Veggie chow mein
Veggie chow mein is often my dish of choice when I get Chinese food, especially when eating on the go. You know the sort of thing I mean – eating while walking home from the pub, or while perched on a friend’s sofa with no prospect of getting a table or even a plate (oh, how I don’t miss being a student). Chow mein is pretty much a full meal in one, and it’s much easier to eat with one hand than if you had to buy everything separately – it’s hard to mix together one tub of noodles and one tub of vegetables with one hand.
Anyway, enough of my ridiculous justification for this recipe. I’m not even a student any more, and I still consider being able to eat something with one hand as a selling point. The point is: chow mein is one of my favourite Chinese dishes, and it’s so easy to recreate at home. Just vegetables, noodles, and a simple dressing. Of course, to round out the meal even more, you could serve it with tofu or some sort of fake ‘chicken’, but even if you leave it protein-free, it makes a great meal. Having one protein-free meal every once in a while isn’t going to kill you.
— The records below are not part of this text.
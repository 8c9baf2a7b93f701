//! Banned words

use super::{BaseRule, CheckOutcome, Rule, RuleState};
use crate::automod::{AutomodMessage, ChannelContext, MemberContext, RuleResult};
use serde::{Deserialize, Serialize};
use std::collections::HashSet;

/// Triggers when a message contains one of `banned_words` as a whole word,
/// case-insensitively.
///
/// The word list is compiled into a lexicon by [`WordsRule::compile`] once per
/// loaded config; `check` only consults the lexicon.
#[derive(Debug, Clone, Default, PartialEq, Eq, Serialize, Deserialize)]
#[serde(default)]
pub struct WordsRule {
    #[serde(flatten)]
    pub base: BaseRule,
    pub banned_words: Vec<String>,
    #[serde(skip)]
    lexicon: HashSet<String>,
}

impl WordsRule {
    /// A compiled rule banning `words`
    pub fn new<I, S>(base: BaseRule, words: I) -> Self
    where
        I: IntoIterator<Item = S>,
        S: Into<String>,
    {
        let mut rule = Self {
            base,
            banned_words: words.into_iter().map(Into::into).collect(),
            lexicon: HashSet::new(),
        };
        rule.compile();
        rule
    }

    /// Build the lexicon from `banned_words`
    pub fn compile(&mut self) {
        self.lexicon = self
            .banned_words
            .iter()
            .map(|word| word.trim().to_lowercase())
            .filter(|word| !word.is_empty())
            .collect();
    }

    fn find_banned<'a>(&self, content: &'a str) -> Option<&'a str> {
        content
            .split(|c: char| !c.is_alphanumeric())
            .filter(|token| !token.is_empty())
            .find(|token| self.lexicon.contains(&token.to_lowercase()))
    }
}

impl Rule for WordsRule {
    fn name(&self) -> &'static str {
        "words"
    }

    fn should_ignore(
        &self,
        channel: &ChannelContext,
        message: &AutomodMessage,
        member: &MemberContext,
    ) -> bool {
        self.base.should_ignore(channel, message, member)
    }

    fn check(
        &self,
        message: &AutomodMessage,
        _channel: &ChannelContext,
        _state: &RuleState,
    ) -> RuleResult<CheckOutcome> {
        if let Some(word) = self.find_banned(&message.content) {
            return Ok(self
                .base
                .violation(format!("Sent a banned word: `{}`", word.to_lowercase())));
        }
        Ok(CheckOutcome::clean())
    }

    fn mute_duration(&self) -> u32 {
        self.base.mute_duration
    }
}
//! The automod entry point used by the message pipeline

use crate::AUTOMOD_TARGET;
use crate::automod::rules::RuleState;
use crate::automod::{
    AnalyticsEvent, AnalyticsSink, AutomodMessage, CacheRequest, ChannelContext, ConfigCache,
    Decision, MemberContext, evaluate, is_eligible,
};
use crate::punishment::{PunishmentExecutor, PunishmentJob};
use std::sync::Arc;
use tokio::sync::mpsc::Receiver;
use tokio::task::JoinHandle;
use tokio::time::Duration;
use tracing::{debug, error, info};

/// Minutes a spam window may sit idle before the maintenance pass drops it
const SPAM_WINDOW_IDLE_MINUTES: i64 = 10;

/// Result of running automod on a message
#[derive(Debug)]
pub enum Verdict {
    /// Automod did not look at the message
    Skipped,
    /// No rule was violated
    Clean,
    /// The message violated a rule; its punishment is running on its own task
    Violation {
        decision: Decision,
        punishment: JoinHandle<()>,
    },
}

impl Verdict {
    /// Whether the message was flagged. Flagged messages should not be
    /// processed any further, e.g. as commands.
    #[must_use]
    pub fn is_violation(&self) -> bool {
        matches!(self, Self::Violation { .. })
    }
}

/// Automod engine: config cache, rule state, punishment executor and analytics
pub struct Automod {
    enabled: bool,
    cache: Arc<ConfigCache>,
    state: RuleState,
    executor: PunishmentExecutor,
    analytics: Arc<dyn AnalyticsSink>,
}

impl std::fmt::Debug for Automod {
    fn fmt(&self, f: &mut std::fmt::Formatter<'_>) -> std::fmt::Result {
        f.debug_struct("Automod")
            .field("enabled", &self.enabled)
            .field("cache", &self.cache)
            .field("state", &self.state)
            .finish_non_exhaustive()
    }
}

impl Automod {
    pub fn new(
        cache: Arc<ConfigCache>,
        state: RuleState,
        executor: PunishmentExecutor,
        analytics: Arc<dyn AnalyticsSink>,
    ) -> Self {
        Self {
            enabled: true,
            cache,
            state,
            executor,
            analytics,
        }
    }

    /// Builder-style global switch. A disabled engine skips every message.
    #[must_use]
    pub fn with_enabled(mut self, enabled: bool) -> Self {
        self.enabled = enabled;
        self
    }

    #[must_use]
    pub fn is_enabled(&self) -> bool {
        self.enabled
    }

    #[must_use]
    pub fn cache(&self) -> &Arc<ConfigCache> {
        &self.cache
    }

    #[must_use]
    pub fn state(&self) -> &RuleState {
        &self.state
    }

    /// Run automod on a message.
    ///
    /// `channel` is `None` when the channel could not be resolved, in which
    /// case the message is skipped. A violation hands the punishment to the
    /// executor and returns without waiting for it.
    pub async fn check_message(
        &self,
        message: &AutomodMessage,
        channel: Option<&ChannelContext>,
        member: &MemberContext,
        bot_user_id: u64,
    ) -> Verdict {
        if !self.enabled || !is_eligible(message, bot_user_id) {
            return Verdict::Skipped;
        }

        let Some(channel) = channel else {
            error!(
                target: AUTOMOD_TARGET,
                channel_id = message.channel_id,
                "Channel not found in state"
            );
            return Verdict::Skipped;
        };

        let config = match self.cache.get(channel.guild_id).await {
            Ok(config) => config,
            Err(e) => {
                error!(
                    target: AUTOMOD_TARGET,
                    guild_id = channel.guild_id,
                    error = %e,
                    "Failed retrieving automod config"
                );
                return Verdict::Skipped;
            }
        };

        if !config.enabled {
            return Verdict::Skipped;
        }

        let evaluation = evaluate(&config, message, channel, member, &self.state);

        if !evaluation.decision.should_delete {
            if evaluation.did_check {
                self.analytics
                    .record_unit(channel.guild_id, AnalyticsEvent::Checked);
            }
            return Verdict::Clean;
        }

        self.analytics
            .record_unit(channel.guild_id, AnalyticsEvent::RuleTriggered);

        let decision = evaluation.decision;
        info!(
            target: AUTOMOD_TARGET,
            guild_id = channel.guild_id,
            channel_id = channel.id,
            message_id = message.id,
            user_id = message.author.id,
            severity = %decision.highest_severity,
            event = "rule_triggered",
            "Automod rule triggered"
        );

        let job = PunishmentJob::new(
            channel.guild_id,
            channel.id,
            message.id,
            message.author.id,
            decision.clone(),
            config.mute.clone(),
        );
        let punishment = self.executor.dispatch(job);

        Verdict::Violation {
            decision,
            punishment,
        }
    }

    /// Spawn the background task serving cache invalidations and reclaiming
    /// expired configs and idle spam windows
    pub fn start_maintenance(
        &self,
        rx: Receiver<CacheRequest>,
        interval: Duration,
    ) -> JoinHandle<()> {
        let spam = self.state.spam.clone();
        Arc::clone(&self.cache).start_maintenance(rx, interval, move || {
            let pruned = spam.prune_idle(
                chrono::Utc::now(),
                chrono::Duration::minutes(SPAM_WINDOW_IDLE_MINUTES),
            );
            if pruned > 0 {
                debug!(target: AUTOMOD_TARGET, pruned, "Pruned idle spam windows");
            }
        })
    }
}
use std::{fmt, ops::Deref, sync::Arc};

use crate::automod::{Automod, CacheRequest};
use crate::settings::AutomodSettings;
use poise::serenity_prelude as serenity;
use serenity::prelude::TypeMapKey;
use tokio::sync::mpsc::{Sender, error::TrySendError};
use tracing::warn;

/// Shared state handed to commands
#[derive(Clone)]
pub struct Data(pub Arc<DataInner>);

// Implement TypeMapKey for Data to allow storing it in Serenity's data map
impl TypeMapKey for Data {
    type Value = Data;
}

impl fmt::Debug for Data {
    fn fmt(&self, f: &mut fmt::Formatter<'_>) -> fmt::Result {
        f.debug_struct("Data")
            .field("automod", &self.automod)
            .field("settings", &self.settings)
            .finish_non_exhaustive()
    }
}

impl Deref for Data {
    type Target = DataInner;

    fn deref(&self) -> &Self::Target {
        &self.0
    }
}

impl Data {
    #[must_use]
    pub fn new(
        automod: Arc<Automod>,
        invalidations: Sender<CacheRequest>,
        settings: AutomodSettings,
    ) -> Self {
        Self(Arc::new(DataInner {
            automod,
            invalidations,
            settings,
        }))
    }

    /// Queue a cache invalidation for the maintenance task.
    ///
    /// Falls back to invalidating in place when the queue is full, so a
    /// reload request is never lost. Returns `false` if the maintenance task
    /// is gone.
    pub fn request_invalidation(&self, guild_id: u64) -> bool {
        match self
            .invalidations
            .try_send(CacheRequest::Invalidate { guild_id })
        {
            Ok(()) => true,
            Err(TrySendError::Full(_)) => {
                warn!("Invalidation queue full, invalidating guild {guild_id} directly");
                self.automod.cache().invalidate(guild_id);
                true
            }
            Err(TrySendError::Closed(_)) => {
                self.automod.cache().invalidate(guild_id);
                false
            }
        }
    }
}

pub struct DataInner {
    pub automod: Arc<Automod>,
    // Requests for the cache maintenance task
    pub invalidations: Sender<CacheRequest>,
    pub settings: AutomodSettings,
}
You can mix this recipe up with whatever vegetables you like – carrots, broccoli, cabbage (especially pak choi) and spring onions would all work well. I went for mushrooms, mange tout and bean sprouts, which I always think are a pretty perfect combination for dishes like this. Somehow a Chinese dish automatically feels more authentic to me when it includes bean sprouts (let’s ignore the fact that Wikipedia tells me chow mein is most popular in the US and the UK. Let’s just pretend this is totally authentic, k?).
Veggie chow mein
- 1 tbsp oil
- 1/2 onion sliced
- 2 cloves garlic minced
- 1/2 mild red chilli deseeded, sliced
- 4 medium mushrooms sliced
- 70 g mange tout halved
- 100 g bean sprouts
- 100 g noodles egg noodles are best, but use a vegan alternative if required
- 2 tbsp agave nectar
- 3 tbsp dark soy sauce
- 1 tbsp rice vinegar
- 1/2 tbsp brown sugar
- Heat the oil in a large wok, and add the onion, garlic and chilli. Cook over a medium heat for a couple of minutes, then add the remaining vegetables. Cook for 5 more minutes, stirring regularly.
- While the vegetables are stir frying, boil the noodles if required, and drain.
- Add the noodles to the vegetables, and then add all the ingredients for the dressing (agave nectar to brown sugar). I just add each ingredient straight to the pan, but you could mix the dressing up separately first if you prefer, and then add it all together.
- Cook for a couple of minutes more, and then serve.